Edité par CCSD ; Oxford University Press -

International audience. Treatment failure and symptomatic relapse are major concerns in American tegumentary leishmaniasis (TL). Such complications are seen frequently in Leishmania guyanensis infections, in which patients respond variously to first-line antileishmanials and are more prone to develop chronic cutaneous leishmaniasis. The factors underlying this pathology, however, are unknown. Recently, we reported that a double-stranded RNA virus, Leishmania RNA virus 1 (LRV1), nested within L. guyanensis parasites is able to exacerbate experimental murine leishmaniasis by inducing a hyperinflammatory response.
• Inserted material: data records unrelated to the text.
use sqlx::PgPool;
use tracing::debug;
use uuid::Uuid;

use shared_models::error::AppError;

use crate::models::{Clinic, CreateClinicDto, UpdateClinicDto};

pub struct ClinicService {
    db: PgPool,
}

impl ClinicService {
    pub fn new(db: &PgPool) -> Self {
        Self { db: db.clone() }
    }

    pub async fn list(&self) -> Result<Vec<Clinic>, AppError> {
        let clinics = sqlx::query_as::<_, Clinic>(
            "SELECT id, name, address, phone, description, image
             FROM clinics WHERE is_deleted = FALSE ORDER BY name",
        )
        .fetch_all(&self.db)
        .await?;

        Ok(clinics)
    }

    pub async fn create(&self, dto: CreateClinicDto) -> Result<Clinic, AppError> {
        debug!("Creating clinic: {}", dto.name);

        let clinic = sqlx::query_as::<_, Clinic>(
            "INSERT INTO clinics (name, address, phone, description, image)
             VALUES ($1, $2, $3, $4, $5)
             RETURNING id, name, address, phone, description, image",
        )
        .bind(&dto.name)
        .bind(&dto.address)
        .bind(&dto.phone)
        .bind(&dto.description)
        .bind(&dto.image)
        .fetch_one(&self.db)
        .await?;

        Ok(clinic)
    }

    pub async fn update(&self, id: Uuid, dto: UpdateClinicDto) -> Result<Clinic, AppError> {
        let existing = sqlx::query_as::<_, Clinic>(
            "SELECT id, name, address, phone, description, image FROM clinics WHERE id = $1",
        )
        .bind(id)
        .fetch_optional(&self.db)
        .await?
        .ok_or_else(|| AppError::NotFound("Clinic not found".to_string()))?;

        let clinic = sqlx::query_as::<_, Clinic>(
            "UPDATE clinics
             SET name = $2, address = $3, phone = $4, description = $5, image = $6,
                 updated_at = now() AT TIME ZONE 'utc'
             WHERE id = $1
             RETURNING id, name, address, phone, description, image",
        )
        .bind(id)
        .bind(dto.name.unwrap_or(existing.name))
        .bind(dto.address.unwrap_or(existing.address))
        .bind(dto.phone.unwrap_or(existing.phone))
        .bind(dto.description.or(existing.description))
        .bind(dto.image.or(existing.image))
        .fetch_one(&self.db)
        .await?;

        Ok(clinic)
    }

    pub async fn delete(&self, id: Uuid) -> Result<(), AppError> {
        // Refuse while doctors are still assigned here
        let assigned: i64 = sqlx::query_scalar(
            "SELECT COUNT(*) FROM doctor_user WHERE clinic_id = $1",
        )
        .bind(id)
        .fetch_one(&self.db)
        .await?;

        if assigned > 0 {
            return Err(AppError::BadRequest(
                "Clinic still has doctors assigned, remove them first".to_string(),
            ));
        }

        let result = sqlx::query("DELETE FROM clinics WHERE id = $1")
            .bind(id)
            .execute(&self.db)
            .await?;

        if result.rows_affected() == 0 {
            return Err(AppError::NotFound("Clinic not found".to_string()));
        }

        debug!("Deleted clinic {}", id);
        Ok(())
    }
}
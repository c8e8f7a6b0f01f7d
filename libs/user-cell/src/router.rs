use axum::{
    extract::DefaultBodyLimit,
    middleware,
    routing::{delete, get, post, put},
    Router,
};

use shared_database::AppState;
use shared_utils::extractor::auth_middleware;
use shared_utils::upload::UPLOAD_BODY_LIMIT;

use crate::handlers;

pub fn user_routes(state: AppState) -> Router {
    let protected_routes = Router::new()
        .route("/", get(handlers::list_users))
        .route("/", post(handlers::create_user))
        .route("/", put(handlers::update_user))
        .route("/{id}", delete(handlers::delete_user))
        .route(
            "/avatar",
            post(handlers::upload_avatar).layer(DefaultBodyLimit::max(UPLOAD_BODY_LIMIT)),
        )
        .layer(middleware::from_fn_with_state(state.clone(), auth_middleware));

    Router::new().merge(protected_routes).with_state(state)
}
use std::collections::HashMap;

use chrono::NaiveDateTime;
use sqlx::PgPool;
use tracing::{debug, warn};
use uuid::Uuid;

use shared_email::{BookingEmail, Mailer};
use shared_models::domain::{BookingStatus, Role};
use shared_models::error::AppError;

use crate::models::{BookingRow, ChangeStatusDto, DoctorRef, SupporterBooking};

#[derive(sqlx::FromRow)]
struct ChangeStatusRow {
    status: BookingStatus,
    patient_email: String,
    doctor_name: String,
    start_time: NaiveDateTime,
    end_time: NaiveDateTime,
}

pub struct BookingService {
    db: PgPool,
    mailer: Mailer,
}

impl BookingService {
    pub fn new(db: &PgPool, mailer: &Mailer) -> Self {
        Self {
            db: db.clone(),
            mailer: mailer.clone(),
        }
    }

    /// Every booking in the system, grouped by status, for the supporter
    /// dashboard.
    pub async fn list_grouped_by_status(
        &self,
    ) -> Result<HashMap<&'static str, Vec<SupporterBooking>>, AppError> {
        let rows = sqlx::query_as::<_, BookingRow>(
            "SELECT ps.schedule_id, ps.status,
                    s.start_time, s.end_time, s.price, s.max_booking,
                    d.name AS doctor_name, d.phone AS doctor_phone,
                    p.id AS patient_id, p.name AS patient_name,
                    p.phone AS patient_phone, p.email AS patient_email,
                    p.gender AS patient_gender, p.address AS patient_address,
                    p.description AS patient_description
             FROM patient_schedule ps
             JOIN schedules s ON s.id = ps.schedule_id
             JOIN users d ON d.id = s.doctor_id
             JOIN patients p ON p.id = ps.patient_id
             WHERE ps.is_deleted = FALSE
             ORDER BY s.start_time",
        )
        .fetch_all(&self.db)
        .await?;

        let mut grouped: HashMap<&'static str, Vec<SupporterBooking>> = HashMap::new();
        for row in rows {
            let booking = SupporterBooking {
                patient: row.patient(),
                schedule_id: row.schedule_id,
                start_time: row.start_time,
                end_time: row.end_time,
                price: row.price,
                max_booking: row.max_booking,
                doctor: DoctorRef {
                    name: row.doctor_name.clone(),
                    phone: row.doctor_phone.clone(),
                },
            };
            grouped.entry(row.status.as_str()).or_default().push(booking);
        }

        Ok(grouped)
    }

    /// Supporter resolves a pending booking. Only Pending→Accept and
    /// Pending→Reject are allowed; the patient is notified either way.
    pub async fn change_status(&self, dto: ChangeStatusDto) -> Result<BookingStatus, AppError> {
        let mut tx = self.db.begin().await?;

        let row = sqlx::query_as::<_, ChangeStatusRow>(
            "SELECT ps.status, p.email AS patient_email,
                    d.name AS doctor_name, s.start_time, s.end_time
             FROM patient_schedule ps
             JOIN patients p ON p.id = ps.patient_id
             JOIN schedules s ON s.id = ps.schedule_id
             JOIN users d ON d.id = s.doctor_id
             WHERE ps.patient_id = $1 AND ps.schedule_id = $2 AND ps.is_deleted = FALSE",
        )
        .bind(dto.patient_id)
        .bind(dto.schedule_id)
        .fetch_optional(&mut *tx)
        .await?
        .ok_or_else(|| AppError::NotFound("Booking not found".to_string()))?;

        if !row.status.can_transition_to(dto.status, Role::Supporter) {
            return Err(AppError::BadRequest(format!(
                "Cannot change booking status from {} to {}",
                row.status.as_str(),
                dto.status.as_str()
            )));
        }

        // Re-assert the observed status so a concurrent resolution cannot be
        // overwritten after the read.
        let updated = sqlx::query(
            "UPDATE patient_schedule
             SET status = $3, updated_at = now() AT TIME ZONE 'utc'
             WHERE patient_id = $1 AND schedule_id = $2 AND status = $4",
        )
        .bind(dto.patient_id)
        .bind(dto.schedule_id)
        .bind(dto.status)
        .bind(row.status)
        .execute(&mut *tx)
        .await?;
        row.status.ensure_updated(updated.rows_affected(), dto.status)?;

        tx.commit().await?;
        debug!(
            "Booking {}/{} moved to {}",
            dto.patient_id,
            dto.schedule_id,
            dto.status.as_str()
        );

        let email = BookingEmail {
            doctor: row.doctor_name,
            start_time: row.start_time,
            end_time: row.end_time,
        };

        let sent = match dto.status {
            BookingStatus::Accept => {
                self.mailer
                    .send_booking_success(&row.patient_email, &email)
                    .await
            }
            _ => {
                self.mailer
                    .send_booking_failed(&row.patient_email, &email)
                    .await
            }
        };
        if let Err(err) = sent {
            warn!("Booking status email to {} failed: {}", row.patient_email, err);
        }

        Ok(dto.status)
    }

    /// Supporter removes a booking; the schedule's counter goes down by
    /// exactly one in the same transaction.
    pub async fn delete(&self, patient_id: Uuid, schedule_id: Uuid) -> Result<(), AppError> {
        let mut tx = self.db.begin().await?;

        let deleted = sqlx::query(
            "DELETE FROM patient_schedule WHERE patient_id = $1 AND schedule_id = $2",
        )
        .bind(patient_id)
        .bind(schedule_id)
        .execute(&mut *tx)
        .await?;

        if deleted.rows_affected() == 0 {
            return Err(AppError::NotFound("Booking not found".to_string()));
        }

        sqlx::query(
            "UPDATE schedules
             SET sum_booking = sum_booking - 1, updated_at = now() AT TIME ZONE 'utc'
             WHERE id = $1 AND sum_booking > 0",
        )
        .bind(schedule_id)
        .execute(&mut *tx)
        .await?;

        tx.commit().await?;
        debug!("Deleted booking {}/{}", patient_id, schedule_id);

        Ok(())
    }
}
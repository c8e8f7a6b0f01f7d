use axum::{
    body::Body,
    extract::State,
    http::{HeaderMap, Request},
    middleware::Next,
    response::Response,
};
use uuid::Uuid;

use shared_database::AppState;
use shared_models::auth::CurrentUser;
use shared_models::error::AppError;

use crate::jwt::validate_token;

pub fn extract_bearer_token(headers: &HeaderMap) -> Result<String, AppError> {
    let auth_header = headers
        .get("Authorization")
        .ok_or_else(|| AppError::Auth("Missing authorization header".to_string()))?;

    let auth_value = auth_header
        .to_str()
        .map_err(|_| AppError::Auth("Invalid authorization header format".to_string()))?;

    if !auth_value.starts_with("Bearer ") {
        return Err(AppError::Auth("Invalid authorization header format".to_string()));
    }

    Ok(auth_value[7..].to_string())
}

/// Look up the user a validated token refers to. Shared by the middleware and
/// the cookie-driven refresh flow.
pub async fn load_user(state: &AppState, token: &str) -> Result<CurrentUser, AppError> {
    let claims = validate_token(token, &state.config.jwt_secret).map_err(AppError::Auth)?;

    let user_id = Uuid::parse_str(&claims.sub)
        .map_err(|_| AppError::Auth("Invalid token subject".to_string()))?;

    let user = sqlx::query_as::<_, CurrentUser>(
        "SELECT * FROM users WHERE id = $1 AND is_deleted = FALSE",
    )
    .bind(user_id)
    .fetch_optional(&state.db)
    .await?
    .ok_or_else(|| AppError::Auth("User not found".to_string()))?;

    Ok(user)
}

/// Authentication middleware. Public endpoints bypass it entirely because the
/// cells only layer it over their protected sub-routers.
pub async fn auth_middleware(
    State(state): State<AppState>,
    mut request: Request<Body>,
    next: Next,
) -> Result<Response, AppError> {
    let token = extract_bearer_token(request.headers())?;
    let user = load_user(&state, &token).await?;

    request.extensions_mut().insert(user);

    Ok(next.run(request).await)
}

#[cfg(test)]
mod tests {
    use super::*;
    use axum::http::HeaderValue;

    #[test]
    fn bearer_token_is_extracted() {
        let mut headers = HeaderMap::new();
        headers.insert("Authorization", HeaderValue::from_static("Bearer abc.def.ghi"));
        assert_eq!(extract_bearer_token(&headers).unwrap(), "abc.def.ghi");
    }

    #[test]
    fn missing_header_is_auth_error() {
        let headers = HeaderMap::new();
        match extract_bearer_token(&headers) {
            Err(AppError::Auth(msg)) => assert_eq!(msg, "Missing authorization header"),
            other => panic!("expected Auth error, got {:?}", other.map(|_| ())),
        }
    }

    #[test]
    fn non_bearer_scheme_is_rejected() {
        let mut headers = HeaderMap::new();
        headers.insert("Authorization", HeaderValue::from_static("Basic dXNlcjpwdw=="));
        assert!(extract_bearer_token(&headers).is_err());
    }
}
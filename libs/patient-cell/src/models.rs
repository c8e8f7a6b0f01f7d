use serde::{Deserialize, Serialize};
use uuid::Uuid;

use shared_models::domain::Gender;

#[derive(Debug, Deserialize)]
#[serde(rename_all = "camelCase")]
pub struct CreatePatientDto {
    pub schedule_id: Uuid,
    pub name: String,
    pub email: String,
    pub phone: String,
    pub gender: Gender,
    pub address: String,
    pub description: Option<String>,
}

#[derive(Debug, Serialize)]
#[serde(rename_all = "camelCase")]
pub struct BookingConfirmation {
    pub patient_id: Uuid,
    pub schedule_id: Uuid,
}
This report investigates the prevalence of LRV1 in human L. guyanensis infection and its effect on treatment efficacy, as well as its correlation to symptomatic relapses after the completion of first-line treatment. In our cohort of 75 patients with a diagnosis of primary localized American TL, the prevalence of LRV1-positive L. guyanensis infection was elevated to 58%. All patients infected with LRV1-negative L. guyanensis were cured after 1 dose (22 of 31 [71%]) or 2 doses (31 of 31 [100%]) of pentamidine. In contrast, 12 of 44 LRV1-positive patients (27%) presented with persistent infection and symptomatic relapse that required extended therapy and the use of second-line drugs. Finally, LRV1 presence was associated with a significant increase in levels of intra-lesional inflammatory markers. In conclusion, LRV1 status in L. guyanensis infection is significantly predictive (P = .0009) of first-line treatment failure and symptomatic relapse and has the potential to guide therapeutic choices in American TL.